Предисловие
«На волю! В пампасы!» – кричал сумасшедший учитель географии из романа Ильфа и Петрова. Туманная линия далекого горизонта, полусфера неба над головой, топот табунов и волнистые ковыли –приметы степного ландшафта – прочно ассоциируются со свободой. Рациональных оснований для этого нет. В рейтинге гражданских свобод, публикуемом ежегодно одной почтенной международной организацией, страны с преобладанием степной природной зоны находятся довольно далеко от призовых мест: Аргентина с ее пампой (то есть именно что «пампасами») на 55-м месте, Монголия на 57-м, Кыргызстан на 159-м. Гипотезу о том, что степь как-то располагает к свободе, надо признать формально опровергнутой. А о том, что свободу вообще следует искать не на глобусе, а в себе, написано так много, что можно даже заподозрить, будто у человечества заканчивается запас оригинальных идей.

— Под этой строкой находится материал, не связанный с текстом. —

//! Utility helpers for Storygen.
//!
//! Small pieces shared by the sanitizer, extractor and audit layers:
//! char-boundary-safe truncation, bounded previews for diagnostics, a
//! memoised Aho–Corasick matcher cache and an in-place walker over the
//! string leaves of a JSON value.

use ahash::AHasher;
use aho_corasick::{AhoCorasick, AhoCorasickBuilder, MatchKind};
use dashmap::DashMap;
use once_cell::sync::Lazy;
use serde_json::Value;
use std::hash::{Hash, Hasher};
use std::sync::Arc;

/// Upper bound for text previews written to logs and error messages.
pub const PREVIEW_CHARS: usize = 80;

/// Return the longest prefix of `text` holding at most `max_chars` chars.
/// Never splits a multi-byte character.
pub fn truncate_chars(text: &str, max_chars: usize) -> &str {
    match text.char_indices().nth(max_chars) {
        Some((idx, _)) => &text[..idx],
        None => text,
    }
}

/// Bounded single-line preview of `text` for diagnostics.  Newlines are
/// flattened and an ellipsis marks truncation.
pub fn preview(text: &str, max_chars: usize) -> String {
    let head = truncate_chars(text, max_chars);
    let mut out: String = head
        .chars()
        .map(|c| if c == '\n' || c == '\r' { ' ' } else { c })
        .collect();
    if head.len() < text.len() {
        out.push('…');
    }
    out
}

/// A memoising wrapper around `AhoCorasick` construction to avoid rebuilding
/// automata for the same literal list.  The cache key is a hash of the list.
static AC_CACHE: Lazy<DashMap<u64, Arc<AhoCorasick>>> = Lazy::new(DashMap::new);

/// Given a list of literal patterns, return a shared case-insensitive
/// matcher using leftmost-longest semantics (so `replace_all` prefers the
/// longest overlapping phrase).  Returns `None` for an empty list or when
/// the automaton cannot be built.  Case folding here is ASCII only; use
/// [`replace_all_folded`] to match non-ASCII patterns in any case.
pub fn ac_for(list: &[String]) -> Option<Arc<AhoCorasick>> {
    if list.is_empty() {
        return None;
    }
    let mut hasher = AHasher::default();
    for pat in list {
        pat.hash(&mut hasher);
    }
    let key = hasher.finish();
    if let Some(existing) = AC_CACHE.get(&key) {
        return Some(existing.clone());
    }
    let lower: Vec<String> = list.iter().map(|p| p.to_lowercase()).collect();
    match AhoCorasickBuilder::new()
        .ascii_case_insensitive(true)
        .match_kind(MatchKind::LeftmostLongest)
        .build(lower)
    {
        Ok(ac) => {
            let arc = Arc::new(ac);
            AC_CACHE.insert(key, arc.clone());
            Some(arc)
        }
        Err(err) => {
            tracing::warn!(error = %err, patterns = list.len(), "failed to build signature matcher");
            None
        }
    }
}

/// Replace every match of `ac` in `text` with `replacement`, matching
/// against a lowercased copy so non-ASCII patterns fold case too.  Offsets
/// are mapped back to `text`; unmatched parts are copied verbatim.  Returns
/// the first matched slice and the rewritten text, or `None` when nothing
/// matched.
pub fn replace_all_folded(
    ac: &AhoCorasick,
    text: &str,
    replacement: &str,
) -> Option<(String, String)> {
    let mut folded = String::with_capacity(text.len());
    // Byte offset in `text` for every byte of `folded`, plus the end.
    let mut origin = Vec::with_capacity(text.len() + 1);
    for (idx, c) in text.char_indices() {
        for lc in c.to_lowercase() {
            folded.push(lc);
            origin.extend(std::iter::repeat(idx).take(lc.len_utf8()));
        }
    }
    origin.push(text.len());

    let mut first = None;
    let mut out = String::with_capacity(text.len());
    let mut last = 0;
    for m in ac.find_iter(&folded) {
        let (start, end) = (origin[m.start()], origin[m.end()]);
        if end <= start || start < last {
            continue;
        }
        first.get_or_insert_with(|| text[start..end].to_string());
        out.push_str(&text[last..start]);
        out.push_str(replacement);
        last = end;
    }
    let first = first?;
    out.push_str(&text[last..]);
    Some((first, out))
}

/// Apply `f` to every string leaf of `value`, descending into arrays and
/// objects.  Object keys are left untouched.
pub fn for_each_string_mut<F>(value: &mut Value, f: &mut F)
where
    F: FnMut(&mut String),
{
    match value {
        Value::String(s) => f(s),
        Value::Array(arr) => {
            for v in arr {
                for_each_string_mut(v, f);
            }
        }
        Value::Object(map) => {
            for (_k, v) in map.iter_mut() {
                for_each_string_mut(v, f);
            }
        }
        _ => {}
    }
}
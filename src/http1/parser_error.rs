// +-----------------------------------------------------------------------------------------------+
// | Copyright 2016 Sean Kerr                                                                      |
// |                                                                                               |
// | Licensed under the Apache License, Version 2.0 (the "License");                               |
// | you may not use this file except in compliance with the License.                              |
// | You may obtain a copy of the License at                                                       |
// |                                                                                               |
// |  http://www.apache.org/licenses/LICENSE-2.0                                                   |
// |                                                                                               |
// | Unless required by applicable law or agreed to in writing, software                           |
// | distributed under the License is distributed on an "AS IS" BASIS,                             |
// | WITHOUT WARRANTIES OR CONDITIONS OF ANY KIND, either express or implied.                      |
// | See the License for the specific language governing permissions and                           |
// | limitations under the License.                                                                |
// +-----------------------------------------------------------------------------------------------+
// | Author: Sean Kerr <sean@code-box.org>                                                         |
// +-----------------------------------------------------------------------------------------------+

//! Parser errors.

use crate::http1::{ Event, ParserState };

/// Parser error messages.
#[derive(Clone,Copy,Debug,PartialEq,Eq,thiserror::Error)]
pub enum ParserError {
    /// Both `Content-Length` and `Transfer-Encoding` are present, and the parser is configured to
    /// reject this.
    #[error("Ambiguous framing: Content-Length and Transfer-Encoding are both present")]
    AmbiguousFraming,

    /// A callback returned `Action::Abort` for `Event`.
    #[error("Callback aborted parsing on {0} event")]
    Callback(Event),

    /// Invalid chunk size on byte `u8`.
    #[error("Invalid chunk size on byte {0}")]
    ChunkSize(u8),

    /// Chunk size overflow.
    #[error("Chunk size overflow")]
    ChunkSizeOverflow,

    /// Invalid CRLF sequence on byte `u8`.
    #[error("Invalid CRLF sequence on byte {0}")]
    CrlfSequence(u8),

    /// Parsing has failed.
    #[error("Parser is dead")]
    Dead,

    /// A method, URL, status phrase, header field or header value exceeds the configured maximum
    /// length.
    #[error("Field exceeds the maximum length")]
    FieldOverflow,

    /// Invalid header field on byte `u8`.
    #[error("Invalid header field on byte {0}")]
    HeaderField(u8),

    /// The message head, or trailer block, exceeds the configured maximum length.
    #[error("Header exceeds the maximum length")]
    HeaderOverflow,

    /// Invalid header value on byte `u8`.
    #[error("Invalid header value on byte {0}")]
    HeaderValue(u8),

    /// Non-numeric, overflowing, or conflicting `Content-Length`.
    #[error("Invalid Content-Length")]
    InvalidContentLength,

    /// Request `Transfer-Encoding` that does not end with `chunked`.
    #[error("Invalid Transfer-Encoding")]
    InvalidTransferEncoding,

    /// Invalid request method on byte `u8`.
    #[error("Invalid method on byte {0}")]
    Method(u8),

    /// The parser is paused and must be resumed before more data is accepted.
    #[error("Parser is paused")]
    Paused,

    /// `Parser::execute()` was called from within a callback.
    #[error("Parser is already executing")]
    Reentrant,

    /// Invalid status on byte `u8`.
    #[error("Invalid status on byte {0}")]
    Status(u8),

    /// Invalid status code on byte `u8`.
    #[error("Invalid status code on byte {0}")]
    StatusCode(u8),

    /// End of stream was signaled in the middle of a message.
    #[error("Unexpected end of stream")]
    UnexpectedEof,

    /// Invalid URL on byte `u8`.
    #[error("Invalid URL on byte {0}")]
    Url(u8),

    /// Invalid HTTP version on byte `u8`.
    #[error("Invalid HTTP version on byte {0}")]
    Version(u8)
}

impl ParserError {
    /// Indicates that the error left the parser dead.
    ///
    /// `ParserError::Paused` and `ParserError::Reentrant` are usage errors that leave the parser
    /// untouched.
    pub fn is_fatal(&self) -> bool {
        !matches!(*self, ParserError::Paused | ParserError::Reentrant)
    }
}

/// Error returned from `Parser::execute()`.
#[derive(Clone,Copy,Debug,PartialEq,Eq,thiserror::Error)]
#[error("{error} in state {state:?} after {consumed} bytes")]
pub struct ExecuteError {
    /// The error.
    pub error: ParserError,

    /// The state the error occurred in.
    pub state: ParserState,

    /// The amount of `stream` bytes processed before the error.
    pub consumed: usize
}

Но посреди степи подобные рассуждения – как, впрочем, и любые другие связные мысли – начисто вылетают из головы. Прав был безумный учитель географии: степь может рассказать о свободе больше, чем все книги на свете, включая электронные. В Евразии много тысяч лет волны степной вольницы бились в тонкие стены цивилизаций, расшатывая устои и навевая странные мысли. На другой стороне планеты, наоборот, цивилизация накатывалась на прерии Дикого Запада, ища того витамина свободы, который ее организм так и не научился вырабатывать самостоятельно. Потом, конечно, вольные кочевники создавали огромные деспотические империи, а на месте прерий возникали кукурузные поля с табличками «Частное владение, нарушители будут преследоваться». Оставалось, впрочем, небо над головой и необозримый горизонт: это никуда не спрячешь.